Bulking and Cutting When Bodybuilding

The one thing people associate with the different carbs is fast release carbs for bulking diets and slow release carbs for cutting diets. People believe that consuming fast releasing carbs will mean more will be stored in the body and therefore you will put on weight/size. On the other hand if you consume slow releasing carbohydrates it will have the opposite effect.

From my own experience, I would say that the above statement is correct. When bodybuilding I used to bulk up through the winter months and trim down for the summer months to look lean in competitions. When bulking I would concentrate on fast release carbs such as white pasta, white bread and white rice. Then when cutting down I would get my carbohydrate intake through sweet potatoes, oats and brown rice. I found this worked very well for me and would use this tactic in the future if I went back to body building. However, is it really that simple?

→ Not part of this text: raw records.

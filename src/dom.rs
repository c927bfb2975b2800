//! Narrow DOM capability shared by both extraction backends
//!
//! The resolution engine only ever asks one kind of question: "what does this
//! [`Probe`] read on this document?". Two backends answer it:
//!
//! - [`StaticDom`] parses raw HTML with `scraper` (no scripts run, so only
//!   attributes literally present in the markup are visible)
//! - [`SnapshotDom`] holds the answers a live browser page gave to the same
//!   probes, collected in one in-page evaluation by [`probe_script`]

use std::collections::HashMap;

use scraper::{ElementRef, Html, Selector};
use serde::Serialize;
use tracing::{trace, warn};

/// What to read from the first element matching a probe's selector
#[derive(Debug, Clone, Copy, PartialEq, Eq, Hash, Serialize)]
#[serde(tag = "kind", content = "name", rename_all = "snake_case")]
pub enum Read {
    /// Attribute value, exactly as written
    Attr(&'static str),
    /// Concatenated text content
    Text,
    /// Serialized inner markup
    InnerHtml,
    /// Text of the first matching element that has no element children,
    /// is not hidden, and contains a non-whitespace character
    VisibleLeafText,
}

/// One query against a document: a CSS selector plus what to read
#[derive(Debug, Clone, Copy, PartialEq, Eq, Hash, Serialize)]
pub struct Probe {
    pub selector: &'static str,
    pub read: Read,
}

impl Probe {
    pub const fn attr(selector: &'static str, name: &'static str) -> Self {
        Self {
            selector,
            read: Read::Attr(name),
        }
    }

    pub const fn text(selector: &'static str) -> Self {
        Self {
            selector,
            read: Read::Text,
        }
    }

    pub const fn inner_html(selector: &'static str) -> Self {
        Self {
            selector,
            read: Read::InnerHtml,
        }
    }

    pub const fn visible_leaf_text(selector: &'static str) -> Self {
        Self {
            selector,
            read: Read::VisibleLeafText,
        }
    }
}

/// Read-only document capability
///
/// Returns the raw value (no trimming). `None` means the element or the
/// attribute is missing; empty strings are returned as-is and filtered by
/// the caller.
pub trait Dom {
    fn read(&self, probe: &Probe) -> Option<String>;
}

/// Document parsed from raw HTML without executing scripts
pub struct StaticDom {
    document: Html,
}

impl StaticDom {
    pub fn parse(html: &str) -> Self {
        Self {
            document: Html::parse_document(html),
        }
    }
}

impl Dom for StaticDom {
    fn read(&self, probe: &Probe) -> Option<String> {
        let selector = match Selector::parse(probe.selector) {
            Ok(selector) => selector,
            Err(e) => {
                warn!("Skipping probe with invalid selector '{}': {}", probe.selector, e);
                return None;
            }
        };

        let mut matches = self.document.select(&selector);
        match probe.read {
            Read::Attr(name) => matches.next()?.value().attr(name).map(str::to_string),
            Read::Text => matches.next().map(|el| el.text().collect()),
            Read::InnerHtml => matches.next().map(|el| el.inner_html()),
            Read::VisibleLeafText => matches
                .find(|el| is_leaf(el) && !is_hidden(el) && has_visible_text(el))
                .map(|el| el.text().collect()),
        }
    }
}

fn is_leaf(el: &ElementRef<'_>) -> bool {
    el.children().all(|child| !child.value().is_element())
}

fn has_visible_text(el: &ElementRef<'_>) -> bool {
    el.text().any(|chunk| chunk.chars().any(|c| !c.is_whitespace()))
}

/// Static approximation of visibility: `hidden` attribute or inline
/// `display: none` on the element or any ancestor.
fn is_hidden(el: &ElementRef<'_>) -> bool {
    std::iter::once(*el)
        .chain(el.ancestors().filter_map(ElementRef::wrap))
        .any(|node| {
            let value = node.value();
            value.attr("hidden").is_some()
                || value.attr("style").is_some_and(|style| {
                    style
                        .chars()
                        .filter(|c| !c.is_whitespace())
                        .collect::<String>()
                        .to_ascii_lowercase()
                        .contains("display:none")
                })
        })
}

/// Answers a live page gave to a fixed set of probes
#[derive(Debug, Default, Clone)]
pub struct SnapshotDom {
    values: HashMap<Probe, String>,
}

impl SnapshotDom {
    /// Pair probes with the values returned by [`probe_script`], in order
    ///
    /// Extra or missing values are tolerated: unmatched probes read as absent.
    pub fn from_values(probes: &[Probe], values: Vec<Option<String>>) -> Self {
        if probes.len() != values.len() {
            warn!(
                "Probe snapshot size mismatch: {} probes, {} values",
                probes.len(),
                values.len()
            );
        }

        let values = probes
            .iter()
            .zip(values)
            .filter_map(|(probe, value)| value.map(|v| (*probe, v)))
            .collect::<HashMap<_, _>>();

        trace!("Probe snapshot holds {} values", values.len());
        Self { values }
    }
}

impl Dom for SnapshotDom {
    fn read(&self, probe: &Probe) -> Option<String> {
        self.values.get(probe).cloned()
    }
}

/// Build the in-page expression that answers `probes` against the live DOM
///
/// Evaluates to an array with one `string | null` per probe, in order. The
/// script only reads; it never mutates the document.
pub fn probe_script(probes: &[Probe]) -> Result<String, serde_json::Error> {
    let probes_json = serde_json::to_string(probes)?;
    Ok(format!(
        r#"(() => {{
  const probes = {probes_json};
  const visible = (el) => el.getClientRects().length > 0;
  const readOne = ({{ selector, read }}) => {{
    if (read.kind === 'visible_leaf_text') {{
      for (const el of document.querySelectorAll(selector)) {{
        const text = el.textContent || '';
        if (el.children.length === 0 && visible(el) && /\S/.test(text)) return text;
      }}
      return null;
    }}
    const el = document.querySelector(selector);
    if (!el) return null;
    switch (read.kind) {{
      case 'attr': return el.getAttribute(read.name);
      case 'text': return el.textContent;
      case 'inner_html': return el.innerHTML;
      default: return null;
    }}
  }};
  return probes.map((probe) => {{
    try {{ return readOne(probe); }} catch (_) {{ return null; }}
  }});
}})()"#
    ))
}

#[cfg(test)]
mod tests {
    use super::*;

    const HTML: &str = r#"<!doctype html>
<html><head>
  <title> Padded Title </title>
  <meta property="og:title" content="">
  <meta name="description" content="plain description">
</head><body>
  <p hidden>hidden paragraph</p>
  <div style="display: none"><p>inside hidden div</p></div>
  <p><span>has child</span></p>
  <p>   </p>
  <p> first visible leaf </p>
  <h1>Heading <em>one</em></h1>
</body></html>"#;

    #[test]
    fn reads_attributes_verbatim_including_empty() {
        let dom = StaticDom::parse(HTML);
        let og = Probe::attr(r#"meta[property="og:title"]"#, "content");
        assert_eq!(dom.read(&og).as_deref(), Some(""));
        let missing = Probe::attr(r#"meta[property="og:image"]"#, "content");
        assert_eq!(dom.read(&missing), None);
    }

    #[test]
    fn text_is_not_trimmed() {
        let dom = StaticDom::parse(HTML);
        assert_eq!(dom.read(&Probe::text("title")).as_deref(), Some(" Padded Title "));
    }

    #[test]
    fn inner_html_keeps_markup() {
        let dom = StaticDom::parse(HTML);
        assert_eq!(
            dom.read(&Probe::inner_html("h1")).as_deref(),
            Some("Heading <em>one</em>")
        );
    }

    #[test]
    fn visible_leaf_text_skips_hidden_nested_and_blank_paragraphs() {
        let dom = StaticDom::parse(HTML);
        assert_eq!(
            dom.read(&Probe::visible_leaf_text("p")).as_deref(),
            Some(" first visible leaf ")
        );
    }

    #[test]
    fn invalid_selector_reads_as_absent() {
        let dom = StaticDom::parse(HTML);
        assert_eq!(dom.read(&Probe::text("[[[")), None);
    }

    #[test]
    fn snapshot_pairs_values_with_probes() {
        let probes = [Probe::text("title"), Probe::inner_html("h1"), Probe::text("h2")];
        let dom = SnapshotDom::from_values(
            &probes,
            vec![Some("T".into()), None, Some(String::new())],
        );
        assert_eq!(dom.read(&probes[0]).as_deref(), Some("T"));
        assert_eq!(dom.read(&probes[1]), None);
        assert_eq!(dom.read(&probes[2]).as_deref(), Some(""));
    }

    #[test]
    fn probe_script_embeds_probe_table() {
        let script = probe_script(&[Probe::attr("link[rel=\"icon\"]", "href")]).unwrap();
        assert!(script.starts_with("(() => {"));
        assert!(script.contains(r#""kind":"attr","name":"href""#));
        assert!(script.contains(r#"link[rel=\"icon\"]"#));
    }
}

No, is the straight answer to that question. Not only do you need to change your carbohydrate type to put on mass or drop weight, you’ll have to watch your calories. It’s all well and good eating slow-release carbs to drop weight but you’ll need to make sure your calorie intake is less than your output. Basically put, you need to be burning off more calories than you’re eating to lose weight. You also need to keep your sugar intake low. Not only only will this be beneficial for weight loss but it will also have many other positive health factors.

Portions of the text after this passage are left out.